2.1 Evaluating alignments with a cubic B-spline

Identifying good alignment positions requires evaluating and comparing different potential alignments. In the Bayesian framework, the measure used for this evaluation is the likelihood. We derive the likelihood of an alignment from its fit to a single cubic B-spline (Eilers and Marx, 1996), fitted to the measurements from all sites, including the reference site (see Fig. 1c).

We model each measured value y_i as normally distributed:

\begin{matrix} (2) & y_{i} \sim Normal (μ_{i}, σ) \end{matrix}

where μ_i is the mean, and the standard deviation σ represents the scatter around the spline. μ_i is given by the spline function

\begin{matrix} (3) & μ_{i} = \sum_{j = 1}^{k + 2} β_{j} B_{j} (h_{i}) \end{matrix}

Here, μ can be interpreted as an underlying common signal of which the observations from each site, including the reference site, are noisy realisations. k denotes the number of internal knots of the spline, with more knots implying that the spline can potentially capture higher-frequency variations. β_j is the spline coefficient associated with the jth basis function, and B_j(h_i) is the jth B-spline basis function evaluated at a reference height h_i. A roughness penalty controlled by a smoothing parameter λ is incorporated in the prior on β, such that higher values of λ serve to favour smoother splines (Appendix A).
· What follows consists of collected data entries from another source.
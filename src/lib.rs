//! Single-threaded cooperative async runtime with a TLS 1.3 stack.
//!
//! One [`Poller`] owns a ready queue of tasks and an edge-triggered
//! epoll/kqueue reactor. Tasks suspend on descriptor readiness and are
//! resumed, always on the poller's thread, once the descriptor is ready.
//! Everything that would block is expressed as a [`Transport`].
//!
//! # Architecture
//!
//! - **Poller**: runs tasks and dispatches readiness until no work is left
//! - **Handle**: cheap clone for spawning and registering descriptors
//! - **AsyncFile / TcpStream**: descriptors driven by the reactor
//! - **RecordLayer**: TLS 1.3 record protection over any transport
//! - **TlsSocket**: client and server handshakes plus encrypted I/O
//!
//! # Example
//! ```ignore
//! let mut poller = Poller::new()?;
//! let handle = poller.handle();
//! let addresses = TlsSocket::resolve("127.0.0.1", 8443)?;
//!
//! poller.block_on(async move {
//!     let config = ClientConfig::default();
//!     let mut socket = TlsSocket::connect(&handle, &addresses, Some("localhost"), &config).await?;
//!     socket.write_all(b"ping").await
//! })??;
//! ```

mod builder;
mod error;
mod group;
pub mod net;
pub mod reactor;
mod runtime;
#[cfg(target_os = "linux")]
mod signal;
mod task;
pub mod tls;
mod utils;

pub use builder::PollerBuilder;
pub use error::{Error, ErrorKind, Result};
pub use group::TaskGroup;
pub use reactor::{AsyncFile, Direction, MemoryTransport, Transport};
pub use runtime::{Handle, LoopState, Poller};
#[cfg(target_os = "linux")]
pub use signal::SignalProcessor;
pub use task::{JoinHandle, TaskId};
pub use tls::{
    CipherSuite, ClientConfig, HandshakeState, Identity, KeyStore, RecordCryptor, RecordLayer, Role, ServerConfig,
    TlsListener, TlsSocket, TrafficSecrets,
};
The number of knots and the roughness penalty each influence spline flexibility in different ways: increasing k provides a finer resolution for fitting local features, whereas increasing λ penalizes abrupt changes and yields smoother fits. The knots for the spline can be distributed across the reference height range that the converted measurement heights occupy for a specific combination of shift parameters (α) and scale parameters (ν, i.e. relative sedimentation rates). Our current model implementation uses evenly spaced knots, but knot placement could also follow, for example, the density of measurements. Alternatively, the knots can be fixed at specific heights on the reference scale, in which case combinations of α and ν that result in converted measurement heights falling outside the knot range cannot be evaluated.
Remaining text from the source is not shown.